Marco (Brando Pacitto), the tousle-haired narrator with a touch of the Jesse Eisenberg about him, has just graduated from high school in Rome: at a loss for what to do next, he accepts an invitation from bestie Vulcano, who’s studying at Stanford, to pay a visit. For some obscure reason, Vulcano has also asked Maria (Matilda Lutz), a girl from school who Marco can’t stand, because, as his on-the-nose, on-the-plane voice-over tells us, “She was boring. Ordinary. They even claimed she was still a virgin”.

For an even more obscure reason Vulcano can’t tear himself away from his Palo Alto campus – so he sets up a homestay with his friends Paul (Joseph Haro) and Matt (Taylor Frey) in San Francisco, and, having set the story in motion, is never seen again. An equally lazy plot device has Marco and Maria attending an international school in Rome – thus allowing most of the dialogue to be in English.

What comes next plays in parts like a liberal civic education drama directed at Italian high-school students as the conventional, crucifix-wearing Maria discovers that her hosts are, shockingly, a gay couple. In San Francisco, of all places. She will of course, thaw, and change, just as Marco will shed his intolerance of her for an entirely different emotion.

Matt and Paul are thrown in to disrupt the linearity of this boy-hates-girl-then-doesn’t plot motor, and for a while they do; these at least are proper characters, unlike the under-scripted Marco, and a backstory about how they met provides the film’s only real dramatic traction, though it takes all the acting ability of Haro, Frey and Jessica Rothe (who plays Paul’s sister Jules in the flashback sequences) to keep us from feeling we’re watching an afternoon TV melodrama. Even less forgivable is the way the director feels it’s okay to show a hot hetero sex dream sequence, but limits his gay protagonists to chaste bedtime chats and kisses.

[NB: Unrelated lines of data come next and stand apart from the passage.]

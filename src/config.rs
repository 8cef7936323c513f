//! Configuration loading.
//!
//! The data directory comes from `--data-dir`, then `PLANNER_DIR`, then
//! `$HOME/.planner`. An optional `config.toml` inside it tunes behavior.

use std::path::{Path, PathBuf};

use serde::{Deserialize, Serialize};

use crate::error::{Error, Result};

/// Name of the configuration file inside the data directory.
pub const CONFIG_FILE: &str = "config.toml";

/// Default data directory name under `$HOME`.
pub const DEFAULT_DIR: &str = ".planner";

/// First day of the week used by "this week" queries.
#[derive(Debug, Clone, Copy, Default, PartialEq, Eq, Serialize, Deserialize)]
#[serde(rename_all = "lowercase")]
pub enum WeekStart {
    #[default]
    Sunday,
    Monday,
}

#[derive(Debug, Clone, PartialEq, Eq, Serialize, Deserialize)]
pub struct Config {
    #[serde(default)]
    pub week_start: WeekStart,

    /// Seed the sample task set when the task collection is empty.
    #[serde(default = "default_seed")]
    pub seed_sample_data: bool,
}

fn default_seed() -> bool {
    true
}

impl Default for Config {
    fn default() -> Self {
        Self {
            week_start: WeekStart::default(),
            seed_sample_data: default_seed(),
        }
    }
}

impl Config {
    /// Parse a configuration file.
    pub fn load(path: &Path) -> Result<Self> {
        let content = std::fs::read_to_string(path)?;
        toml::from_str(&content).map_err(|e| Error::InvalidConfig {
            path: path.to_path_buf(),
            reason: e.to_string(),
        })
    }

    /// Load `config.toml` from the data directory, or defaults if absent.
    pub fn load_from_dir(dir: &Path) -> Result<Self> {
        let path = dir.join(CONFIG_FILE);
        if path.exists() {
            Self::load(&path)
        } else {
            Ok(Self::default())
        }
    }

    pub fn save(&self, path: &Path) -> Result<()> {
        let content = toml::to_string_pretty(self)?;
        std::fs::write(path, content)?;
        Ok(())
    }

    /// Write a default `config.toml` into `dir` unless one exists.
    /// Returns the path when a file was written.
    pub fn write_default_if_missing(dir: &Path) -> Result<Option<PathBuf>> {
        let path = dir.join(CONFIG_FILE);
        if path.exists() {
            return Ok(None);
        }
        Self::default().save(&path)?;
        Ok(Some(path))
    }
}

/// Resolve the data directory and make sure it exists.
///
/// `explicit` already folds in the `PLANNER_DIR` environment variable when it
/// comes from the CLI.
pub fn resolve_data_dir(explicit: Option<PathBuf>) -> Result<PathBuf> {
    let dir = match explicit {
        Some(dir) => dir,
        None => {
            let home = std::env::var("HOME").unwrap_or_else(|_| ".".to_string());
            PathBuf::from(home).join(DEFAULT_DIR)
        }
    };
    std::fs::create_dir_all(&dir)?;
    Ok(dir)
}
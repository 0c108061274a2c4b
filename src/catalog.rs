//! The two node families the interpreter is built from.
//!
//! Adding a node shape means adding a tag to the family's tag set in
//! [`crate::schema`] and one entry here. The emitter needs no changes.

use crate::schema::{ExpressionTag, Family, Field, StatementTag, Variant};

pub const EXPRESSION: &str = "Expression";
pub const STATEMENT: &str = "Statement";

pub fn variants_for_expression_family() -> Vec<Variant<'static>> {
    use ExpressionTag as E;

    let base = EXPRESSION;
    vec![
        Variant::new(base, E::Assign, [Field::token("name"), Field::expr("value")]),
        Variant::new(
            base,
            E::Binary,
            [
                Field::expr("left"),
                Field::token("operator"),
                Field::expr("right"),
            ],
        ),
        Variant::new(base, E::Grouping, [Field::expr("expression")]),
        Variant::new(base, E::Literal, [Field::object("value")]),
        Variant::new(base, E::Unary, [Field::token("operator"), Field::expr("right")]),
        Variant::new(base, E::Variable, [Field::token("name")]),
    ]
}

pub fn variants_for_statement_family() -> Vec<Variant<'static>> {
    use StatementTag as S;

    let base = STATEMENT;
    vec![
        Variant::new(base, S::Expr, [Field::expr("expression")]),
        Variant::new(base, S::Print, [Field::expr("expression")]),
        Variant::new(base, S::Var, [Field::token("name"), Field::expr("initializer")]),
    ]
}

/// Every family, in generation order.
pub fn families() -> [Family<'static>; 2] {
    [
        Family::new(EXPRESSION, variants_for_expression_family()),
        Family::new(STATEMENT, variants_for_statement_family()),
    ]
}

#[cfg(test)]
mod tests {
    use super::*;
    use crate::emit::validate;
    use crate::schema::{FieldKind, Tag};

    #[test]
    fn catalog_is_idempotent() {
        assert_eq!(
            variants_for_expression_family(),
            variants_for_expression_family()
        );
        assert_eq!(
            variants_for_statement_family(),
            variants_for_statement_family()
        );
    }

    #[test]
    fn every_family_validates() {
        for family in families() {
            validate(family.name, &family.variants).unwrap();
        }
    }

    #[test]
    fn families_are_in_generation_order() {
        let names = families().map(|family| family.name);
        assert_eq!(names, [EXPRESSION, STATEMENT]);
    }

    #[test]
    fn expression_family_covers_every_tag_once() {
        let tags: Vec<Tag> = variants_for_expression_family()
            .iter()
            .map(|v| v.tag)
            .collect();
        let expected: Vec<Tag> = ExpressionTag::ALL.iter().copied().map(Tag::from).collect();
        assert_eq!(tags, expected);
    }

    #[test]
    fn statement_family_covers_every_tag_once() {
        let tags: Vec<Tag> = variants_for_statement_family()
            .iter()
            .map(|v| v.tag)
            .collect();
        let expected: Vec<Tag> = StatementTag::ALL.iter().copied().map(Tag::from).collect();
        assert_eq!(tags, expected);
    }

    #[test]
    fn var_statement_field_order() {
        let variants = variants_for_statement_family();
        let var = variants
            .iter()
            .find(|v| v.tag == Tag::Statement(StatementTag::Var))
            .unwrap();
        assert_eq!(
            var.fields,
            [
                Field::new(FieldKind::Token, "name"),
                Field::new(FieldKind::ExpressionRef, "initializer"),
            ]
        );
    }
}
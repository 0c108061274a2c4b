use std::fmt::Display;

pub struct Join<Iter, Sep>
where
    Iter: Iterator,
{
    iter: Iter,
    sep: Sep,
}

impl<Iter, Sep> Display for Join<Iter, Sep>
where
    Iter: Iterator + Clone,
    <Iter as Iterator>::Item: Display,
    Sep: Display,
{
    fn fmt(&self, f: &mut std::fmt::Formatter<'_>) -> std::fmt::Result {
        let mut iter = self.iter.clone().peekable();
        while let Some(item) = iter.next() {
            write!(f, "{item}")?;
            if iter.peek().is_some() {
                write!(f, "{}", self.sep)?;
            }
        }
        Ok(())
    }
}

pub trait JoinIter: Sized + Iterator {
    /// Lazily displays every item with `sep` in between.
    fn join<Sep>(self, sep: Sep) -> Join<Self, Sep>;
}

impl<Iter> JoinIter for Iter
where
    Iter: Sized + Iterator + Clone,
{
    fn join<Sep>(self, sep: Sep) -> Join<Self, Sep> {
        Join { iter: self, sep }
    }
}

#[cfg(test)]
mod tests {
    use super::JoinIter as _;

    #[test]
    fn separates_items() {
        assert_eq!(["a", "b", "c"].iter().join(", ").to_string(), "a, b, c");
    }

    #[test]
    fn empty_and_single() {
        assert_eq!(std::iter::empty::<&str>().join(", ").to_string(), "");
        assert_eq!(["only"].iter().join(", ").to_string(), "only");
    }
}
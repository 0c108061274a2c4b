use std::path::PathBuf;

/// A family's schema breaks one of the emitter's preconditions.
#[derive(Debug, Clone, PartialEq, Eq, thiserror::Error)]
pub enum SchemaError {
    #[error("family `{family}` has no variants")]
    EmptyFamily { family: String },

    #[error("variant `{variant}` belongs to family `{found}`, expected `{expected}`")]
    FamilyMismatch {
        variant: String,
        expected: String,
        found: String,
    },

    #[error("duplicate tag `{tag}` in family `{family}`")]
    DuplicateTag { family: String, tag: String },

    #[error("duplicate field `{field}` in variant `{variant}`")]
    DuplicateField { variant: String, field: String },

    #[error("`{name}` is not a valid identifier")]
    InvalidIdentifier { name: String },

    #[error("base type `{base}` yields `{param}` as visitor parameter name, which is not a valid identifier")]
    InvalidParameterName { base: String, param: String },

    #[error("`{name}` would declare both the base type and {other}")]
    NameCollision { name: String, other: String },

    #[error("variant `{variant}` is a {found} but family `{family}` uses {expected}")]
    MixedTagSets {
        family: String,
        variant: String,
        expected: &'static str,
        found: &'static str,
    },
}

#[derive(Debug, thiserror::Error)]
pub enum Error {
    #[error(transparent)]
    Schema(#[from] SchemaError),

    #[error("failed to write {}: {source}", path.display())]
    Write {
        path: PathBuf,
        #[source]
        source: std::io::Error,
    },
}

pub type Result<T, E = Error> = std::result::Result<T, E>;
//! Generates the Java AST classes for the Lox interpreter.
//!
//! Each node family (see [`catalog`]) becomes one source file holding an
//! abstract base class, one subclass per node shape and a `Visitor<R>`
//! interface for double dispatch over the shapes.

pub mod catalog;
pub mod emit;
pub mod error;
pub mod schema;
pub mod write;

use std::path::{Path, PathBuf};

pub use emit::{EmitOptions, render_family, render_family_with, validate};
pub use error::{Error, Result, SchemaError};

/// Regenerates every family into `output_dir`, returning the written paths.
///
/// Families are processed in catalog order. The first failure aborts the run.
pub fn generate(output_dir: &Path) -> Result<Vec<PathBuf>> {
    let options = EmitOptions::default();

    catalog::families()
        .iter()
        .map(|family| {
            validate(family.name, &family.variants)?;
            let source = render_family_with(&options, family.name, family.name, &family.variants);
            write::write_family(output_dir, family.name, &source)
        })
        .collect()
}

#[cfg(test)]
mod tests {
    use super::*;

    #[test]
    fn generates_every_family() {
        let dir = tempfile::tempdir().unwrap();
        let paths = generate(dir.path()).unwrap();

        assert_eq!(
            paths,
            [
                dir.path().join("Expression.java"),
                dir.path().join("Statement.java"),
            ]
        );
        for (path, family) in paths.iter().zip(catalog::families()) {
            let written = std::fs::read_to_string(path).unwrap();
            assert_eq!(written, family.render());
        }
    }
}
//! Renders one node family as a Java source file.
//!
//! The output is a single abstract base class holding:
//! - a `Visitor<R>` interface with one `visit<Tag><Base>` method per tag
//! - one `static class <Tag> extends <Base>` per variant, with a constructor,
//!   an `accept` override dispatching to its visitor method, and `final` fields
//! - the abstract `accept` every variant overrides
//!
//! Each piece is a small `Display` type over borrowed schema data. They are
//! written out in a fixed order, so identical input always yields
//! byte-identical output.

mod join;

use std::fmt::Display;

use heck::AsLowerCamelCase;
use indoc::writedoc;

use self::join::JoinIter as _;
use crate::error::SchemaError;
use crate::schema::{Tag, Variant};

macro_rules! ln {
    ($f:ident, $($tt:tt)*) => (writeln!($f, $($tt)*)?);
    ($f:ident) => (writeln!($f)?);
}

#[derive(Debug, Clone, Copy)]
pub struct EmitOptions<'a> {
    /// Java package the generated file belongs to.
    pub package: &'a str,

    /// Fully qualified imports, emitted in order.
    pub imports: &'a [&'a str],
}

impl Default for EmitOptions<'_> {
    fn default() -> Self {
        Self {
            package: "com.cthuloops.jlox",
            imports: &["java.util.List"],
        }
    }
}

/// Renders `variants` with [`EmitOptions::default`].
///
/// Panics if `variants` fails [`validate`].
pub fn render_family(family_name: &str, base_type_name: &str, variants: &[Variant<'_>]) -> String {
    render_family_with(&EmitOptions::default(), family_name, base_type_name, variants)
}

/// Panics if `variants` fails [`validate`].
pub fn render_family_with(
    options: &EmitOptions<'_>,
    family_name: &str,
    base_type_name: &str,
    variants: &[Variant<'_>],
) -> String {
    if let Err(err) = validate(base_type_name, variants) {
        panic!("cannot render family `{family_name}`: {err}");
    }

    let out = FamilySource {
        options,
        base: base_type_name,
        variants,
    }
    .to_string();

    tracing::debug!(
        family = family_name,
        variants = variants.len(),
        bytes = out.len(),
        "rendered family"
    );

    out
}

/// Checks the preconditions `render_family` relies on.
///
/// Anything accepted here renders to a compilable class hierarchy:
/// identifiers are legal Java names, tags come from one tag set and
/// are unique, and no nested type shadows the base type.
pub fn validate(base_type_name: &str, variants: &[Variant<'_>]) -> Result<(), SchemaError> {
    let Some(first) = variants.first() else {
        return Err(SchemaError::EmptyFamily {
            family: base_type_name.to_owned(),
        });
    };
    check_identifier(base_type_name)?;
    check_visitor_param(base_type_name)?;

    if base_type_name == VISITOR {
        return Err(SchemaError::NameCollision {
            name: base_type_name.to_owned(),
            other: "the nested visitor interface".to_owned(),
        });
    }

    for (i, variant) in variants.iter().enumerate() {
        if variant.family != base_type_name {
            return Err(SchemaError::FamilyMismatch {
                variant: variant.tag.to_string(),
                expected: base_type_name.to_owned(),
                found: variant.family.to_owned(),
            });
        }

        if variant.tag.set_name() != first.tag.set_name() {
            return Err(SchemaError::MixedTagSets {
                family: base_type_name.to_owned(),
                variant: variant.tag.to_string(),
                expected: first.tag.set_name(),
                found: variant.tag.set_name(),
            });
        }

        if variant.tag.name() == base_type_name {
            return Err(SchemaError::NameCollision {
                name: base_type_name.to_owned(),
                other: format!("the class for variant `{}`", variant.tag),
            });
        }

        if variants[..i].iter().any(|prev| prev.tag == variant.tag) {
            return Err(SchemaError::DuplicateTag {
                family: base_type_name.to_owned(),
                tag: variant.tag.to_string(),
            });
        }

        for (j, field) in variant.fields.iter().enumerate() {
            check_identifier(field.name)?;

            if variant.fields[..j].iter().any(|prev| prev.name == field.name) {
                return Err(SchemaError::DuplicateField {
                    variant: variant.tag.to_string(),
                    field: field.name.to_owned(),
                });
            }
        }
    }

    Ok(())
}

/// Name of the nested visitor interface.
const VISITOR: &str = "Visitor";

/// Reserved words and literals, none of which may name anything.
/// `_` has been a keyword since Java 9.
const JAVA_RESERVED: &[&str] = &[
    "_", "abstract", "assert", "boolean", "break", "byte", "case", "catch", "char", "class",
    "const", "continue", "default", "do", "double", "else", "enum", "extends", "false", "final",
    "finally", "float", "for", "goto", "if", "implements", "import", "instanceof", "int",
    "interface", "long", "native", "new", "null", "package", "private", "protected", "public",
    "return", "short", "static", "strictfp", "super", "switch", "synchronized", "this", "throw",
    "throws", "transient", "true", "try", "void", "volatile", "while",
];

fn is_identifier(name: &str) -> bool {
    let mut chars = name.chars();
    let well_formed = match chars.next() {
        Some(c) if c.is_ascii_alphabetic() || c == '_' || c == '$' => {
            chars.all(|c| c.is_ascii_alphanumeric() || c == '_' || c == '$')
        }
        _ => false,
    };

    well_formed && !JAVA_RESERVED.contains(&name)
}

fn check_identifier(name: &str) -> Result<(), SchemaError> {
    if is_identifier(name) {
        Ok(())
    } else {
        Err(SchemaError::InvalidIdentifier {
            name: name.to_owned(),
        })
    }
}

/// The visitor methods name their parameter after the base type.
fn check_visitor_param(base_type_name: &str) -> Result<(), SchemaError> {
    let param = AsLowerCamelCase(base_type_name).to_string();
    if is_identifier(&param) {
        Ok(())
    } else {
        Err(SchemaError::InvalidParameterName {
            base: base_type_name.to_owned(),
            param,
        })
    }
}

/// `visit<Tag><Base>`
struct VisitMethod<'a> {
    tag: Tag,
    base: &'a str,
}

impl Display for VisitMethod<'_> {
    fn fmt(&self, f: &mut std::fmt::Formatter<'_>) -> std::fmt::Result {
        write!(f, "visit{}{}", self.tag, self.base)
    }
}

struct FamilySource<'a> {
    options: &'a EmitOptions<'a>,
    base: &'a str,
    variants: &'a [Variant<'a>],
}

impl Display for FamilySource<'_> {
    fn fmt(&self, f: &mut std::fmt::Formatter<'_>) -> std::fmt::Result {
        let Self {
            options,
            base,
            variants,
        } = *self;

        write!(f, "{}", Preamble { options, base })?;
        write!(f, "{}", VisitorInterface { base, variants })?;
        for variant in variants {
            write!(f, "{}", ClassBlock { base, variant })?;
        }
        write!(f, "{}", BaseAccept)?;
        ln!(f, "}}");

        Ok(())
    }
}

struct Preamble<'a> {
    options: &'a EmitOptions<'a>,
    base: &'a str,
}

impl Display for Preamble<'_> {
    fn fmt(&self, f: &mut std::fmt::Formatter<'_>) -> std::fmt::Result {
        writedoc!(
            f,
            "
            // This file was generated by lox-astgen, any changes made
            // here may be overwritten.
            package {package};

            ",
            package = self.options.package,
        )?;

        if !self.options.imports.is_empty() {
            for import in self.options.imports {
                ln!(f, "import {import};");
            }
            ln!(f);
        }

        ln!(f, "abstract class {} {{", self.base);

        Ok(())
    }
}

struct VisitorInterface<'a> {
    base: &'a str,
    variants: &'a [Variant<'a>],
}

impl Display for VisitorInterface<'_> {
    fn fmt(&self, f: &mut std::fmt::Formatter<'_>) -> std::fmt::Result {
        let base = self.base;
        let param = AsLowerCamelCase(base);

        ln!(f, "  interface Visitor<R> {{");
        // tags are unique once validated, one method each
        for variant in self.variants {
            let tag = variant.tag;
            let method = VisitMethod { tag, base };
            ln!(f, "    R {method}({tag} {param});");
        }
        ln!(f, "  }}");
        ln!(f);

        Ok(())
    }
}

struct ClassBlock<'a> {
    base: &'a str,
    variant: &'a Variant<'a>,
}

impl Display for ClassBlock<'_> {
    fn fmt(&self, f: &mut std::fmt::Formatter<'_>) -> std::fmt::Result {
        let base = self.base;
        let tag = self.variant.tag;
        let fields = &self.variant.fields;

        ln!(f, "  static class {tag} extends {base} {{");

        ln!(f, "    {tag}({}) {{", fields.iter().join(", "));
        for field in fields {
            ln!(f, "        this.{name} = {name};", name = field.name);
        }
        ln!(f, "    }}");
        ln!(f);

        ln!(f, "    @Override");
        ln!(f, "    <R> R accept(Visitor<R> visitor) {{");
        ln!(f, "        return visitor.{}(this);", VisitMethod { tag, base });
        ln!(f, "    }}");
        ln!(f);

        for field in fields {
            ln!(f, "    final {field};");
        }
        ln!(f, "  }}");
        ln!(f);

        Ok(())
    }
}

/// The abstract `accept` every variant class overrides.
struct BaseAccept;

impl Display for BaseAccept {
    fn fmt(&self, f: &mut std::fmt::Formatter<'_>) -> std::fmt::Result {
        ln!(f, "  // Base accept method");
        ln!(f, "  abstract <R> R accept(Visitor<R> visitor);");

        Ok(())
    }
}
use std::{path::Path, process::ExitCode};

use lox_astgen::{Error, generate};
use tracing_subscriber::{EnvFilter, layer::SubscriberExt, util::SubscriberInitExt};

// sysexits.h
const EX_USAGE: u8 = 64;
const EX_DATAERR: u8 = 65;
const EX_IOERR: u8 = 74;

fn main() -> ExitCode {
    let args: Vec<String> = std::env::args().skip(1).collect();
    let [output_dir] = &args[..] else {
        eprintln!("Usage: lox-astgen <output directory>");
        return ExitCode::from(EX_USAGE);
    };

    tracing_subscriber::registry()
        .with(EnvFilter::try_from_default_env().unwrap_or_else(|_| EnvFilter::new("info")))
        .with(tracing_subscriber::fmt::layer().with_writer(std::io::stderr))
        .init();

    match generate(Path::new(output_dir)) {
        Ok(paths) => {
            tracing::debug!(files = paths.len(), "done");
            ExitCode::SUCCESS
        }
        Err(err) => {
            tracing::error!("{err}");
            ExitCode::from(match err {
                Error::Schema(_) => EX_DATAERR,
                Error::Write { .. } => EX_IOERR,
            })
        }
    }
}
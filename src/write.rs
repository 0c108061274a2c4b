//! Writes rendered families to disk.

use std::path::{Path, PathBuf};

use crate::error::{Error, Result};

/// Extension of every generated file.
pub const SOURCE_EXTENSION: &str = "java";

/// `<dir>/<family>.java`
pub fn output_path(dir: &Path, family: &str) -> PathBuf {
    dir.join(format!("{family}.{SOURCE_EXTENSION}"))
}

/// Creates or truncates the family's output file and writes `source` to it.
///
/// Missing parent directories are created.
pub fn write_family(dir: &Path, family: &str, source: &str) -> Result<PathBuf> {
    let path = output_path(dir, family);

    std::fs::create_dir_all(dir).map_err(|source| Error::Write {
        path: dir.to_owned(),
        source,
    })?;
    std::fs::write(&path, source).map_err(|source| Error::Write {
        path: path.clone(),
        source,
    })?;

    tracing::info!(path = %path.display(), bytes = source.len(), "wrote family");

    Ok(path)
}

#[cfg(test)]
mod tests {
    use super::*;

    #[test]
    fn path_is_family_name_with_extension() {
        assert_eq!(
            output_path(Path::new("out"), "Expression"),
            Path::new("out").join("Expression.java")
        );
    }

    #[test]
    fn overwrites_previous_content() {
        let dir = tempfile::tempdir().unwrap();
        let path = write_family(dir.path(), "Statement", "a much longer first version").unwrap();
        write_family(dir.path(), "Statement", "second").unwrap();
        assert_eq!(std::fs::read_to_string(path).unwrap(), "second");
    }

    #[test]
    fn creates_missing_directories() {
        let dir = tempfile::tempdir().unwrap();
        let nested = dir.path().join("a").join("b");
        let path = write_family(&nested, "Expression", "x").unwrap();
        assert_eq!(path, nested.join("Expression.java"));
        assert!(path.is_file());
    }

    #[test]
    fn reports_the_failing_path() {
        let dir = tempfile::tempdir().unwrap();
        let blocker = dir.path().join("file");
        std::fs::write(&blocker, "").unwrap();

        let err = write_family(&blocker, "Expression", "x").unwrap_err();
        match err {
            Error::Write { path, .. } => assert_eq!(path, blocker),
            other => panic!("unexpected error: {other}"),
        }
    }
}
//! Per-day metric arithmetic over one country's date-ordered history.
//!
//! Every function here is pure and works on a single country's sequence.
//! Indeterminate results (no predecessor, zero denominator, non-finite
//! quotient) are coerced to 0 instead of being reported.

/// Number of records in the trailing rolling window.
pub const ROLLING_WINDOW: usize = 7;

/// Decimal places kept for growth percentages.
pub const GROWTH_DECIMALS: u32 = 2;

// ── MetricCalculator ──────────────────────────────────────────────────────────

/// Stateless collection of the derived-metric calculations.
pub struct MetricCalculator;

impl MetricCalculator {
    /// Round `value` to `decimals` places, resolving exact ties to the even
    /// neighbour (`2.5 -> 2`, `3.5 -> 4`, `0.125 -> 0.12`).
    pub fn round_half_even(value: f64, decimals: u32) -> f64 {
        let factor = 10_f64.powi(decimals as i32);
        (value * factor).round_ties_even() / factor
    }

    /// Day-over-day differences of a cumulative sequence.
    ///
    /// The first element has no predecessor and is defined as 0, not as the
    /// first cumulative value. Differences beyond the `i64` range saturate.
    pub fn daily_deltas(cumulative: &[u64]) -> Vec<i64> {
        let mut deltas = Vec::with_capacity(cumulative.len());
        let mut previous: Option<u64> = None;
        for &current in cumulative {
            let delta = match previous {
                Some(prev) => {
                    let wide = i128::from(current) - i128::from(prev);
                    i64::try_from(wide).unwrap_or(if wide < 0 { i64::MIN } else { i64::MAX })
                }
                None => 0,
            };
            deltas.push(delta);
            previous = Some(current);
        }
        deltas
    }

    /// `new_cases / previous_cumulative * 100`, rounded to two decimals.
    ///
    /// Returns 0 when there is no predecessor, the predecessor is 0, or the
    /// quotient is not finite.
    pub fn growth_rate_pct(new_cases: i64, previous_cumulative: Option<u64>) -> f64 {
        let Some(denominator) = previous_cumulative.filter(|&d| d > 0) else {
            return 0.0;
        };
        let pct = new_cases as f64 / denominator as f64 * 100.0;
        if !pct.is_finite() {
            return 0.0;
        }
        Self::round_half_even(pct, GROWTH_DECIMALS)
    }

    /// Growth percentages for a whole series of `(new_cases, cumulative)`.
    pub fn growth_rates(new_cases: &[i64], cumulative: &[u64]) -> Vec<f64> {
        new_cases
            .iter()
            .enumerate()
            .map(|(i, &new)| {
                let previous = i.checked_sub(1).and_then(|p| cumulative.get(p)).copied();
                Self::growth_rate_pct(new, previous)
            })
            .collect()
    }

    /// Trailing mean over up to `window` records ending at each index,
    /// rounded half-to-even to an integer.
    ///
    /// The window shrinks at the start of the series (minimum one record), so
    /// every index has a value.
    pub fn rolling_mean(values: &[i64], window: usize) -> Vec<i64> {
        let window = window.max(1);
        let mut out = Vec::with_capacity(values.len());
        let mut sum: i128 = 0;
        for (i, &value) in values.iter().enumerate() {
            sum += value as i128;
            if i >= window {
                sum -= values[i - window] as i128;
            }
            let count = (i + 1).min(window);
            let mean = sum as f64 / count as f64;
            out.push(Self::round_half_even(mean, 0) as i64);
        }
        out
    }
}

// ── Tests ─────────────────────────────────────────────────────────────────────
/// Format an integer count with thousands separators.
///
/// # Examples
///
/// ```
/// use etl_core::formatting::format_count;
///
/// assert_eq!(format_count(0), "0");
/// assert_eq!(format_count(1234567), "1,234,567");
/// assert_eq!(format_count(-9876), "-9,876");
/// ```
pub fn format_count(value: i64) -> String {
    let grouped = group_thousands(&value.unsigned_abs().to_string());
    if value < 0 {
        format!("-{}", grouped)
    } else {
        grouped
    }
}

/// Format a percentage with two decimals and a trailing `%`.
///
/// # Examples
///
/// ```
/// use etl_core::formatting::format_pct;
///
/// assert_eq!(format_pct(50.0), "50.00%");
/// assert_eq!(format_pct(-1.5), "-1.50%");
/// ```
pub fn format_pct(value: f64) -> String {
    format!("{:.2}%", value)
}

/// Render rows as a plain-text table with a header rule.
///
/// Columns are left-aligned except those flagged in `right_align`, which are
/// padded on the left so numbers line up.
pub fn render_table(headers: &[&str], rows: &[Vec<String>], right_align: &[bool]) -> String {
    let mut widths: Vec<usize> = headers.iter().map(|h| h.chars().count()).collect();
    for row in rows {
        for (i, cell) in row.iter().enumerate() {
            if let Some(w) = widths.get_mut(i) {
                *w = (*w).max(cell.chars().count());
            }
        }
    }

    let render_row = |cells: Vec<&str>| -> String {
        cells
            .iter()
            .enumerate()
            .map(|(i, cell)| {
                let width = widths.get(i).copied().unwrap_or(0);
                if right_align.get(i).copied().unwrap_or(false) {
                    format!("{:>width$}", cell, width = width)
                } else {
                    format!("{:<width$}", cell, width = width)
                }
            })
            .collect::<Vec<_>>()
            .join("  ")
            .trim_end()
            .to_string()
    };

    let mut out = String::new();
    out.push_str(&render_row(headers.to_vec()));
    out.push('\n');
    let rule_len = widths.iter().sum::<usize>() + 2 * widths.len().saturating_sub(1);
    out.push_str(&"─".repeat(rule_len));
    out.push('\n');
    for row in rows {
        out.push_str(&render_row(row.iter().map(String::as_str).collect()));
        out.push('\n');
    }
    out
}

// ── Internal helpers ──────────────────────────────────────────────────────────

/// Insert commas every three digits from the right of an integer string.
fn group_thousands(s: &str) -> String {
    if s.len() <= 3 {
        return s.to_string();
    }
    let chars: Vec<char> = s.chars().collect();
    let mut result = String::with_capacity(s.len() + s.len() / 3);
    let remainder = chars.len() % 3;
    for (i, &c) in chars.iter().enumerate() {
        if i != 0 && (i % 3 == remainder) {
            result.push(',');
        }
        result.push(c);
    }
    result
}

// ── Tests ──────────────────────────────────────────────────────────────────────
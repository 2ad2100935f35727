//! Runtime layer for the COVID-19 ETL pipeline.
//!
//! Provides the transport that fetches the raw timeline payload and the
//! orchestrator that builds the store on first use.

pub mod orchestrator;
pub mod source;

pub use etl_core as core;
pub use etl_data as data;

There’s a distant echo of an interesting idea in Summertime about how fluidity (of gender roles, career decisions, relationships) can become fixed before we quite know it, played out in the gaps of misunderstanding and rapprochement between and across the two couples, but it gets lost in a tide of cliché, from the horse-riding that represents financial consultant Paul’s dream of getting away from the capitalist rat race, to the nightclub the four friends visit at one point – a jaw-dropping straight-person montage of gay San Francisco stereotypes.

All of this might be forgiven if the story were more compelling; but it runs out of steam around the hour point, leaving us to plod wearily towards a bonding trip to Cuba, (all old cars, cold beers and deserted palm-fringed beaches) to the peppy, feelgood, Coke-commercial strains of a soundtrack by Italian pop star Lorenzo Cherubini, a.k.a. Jovanotti.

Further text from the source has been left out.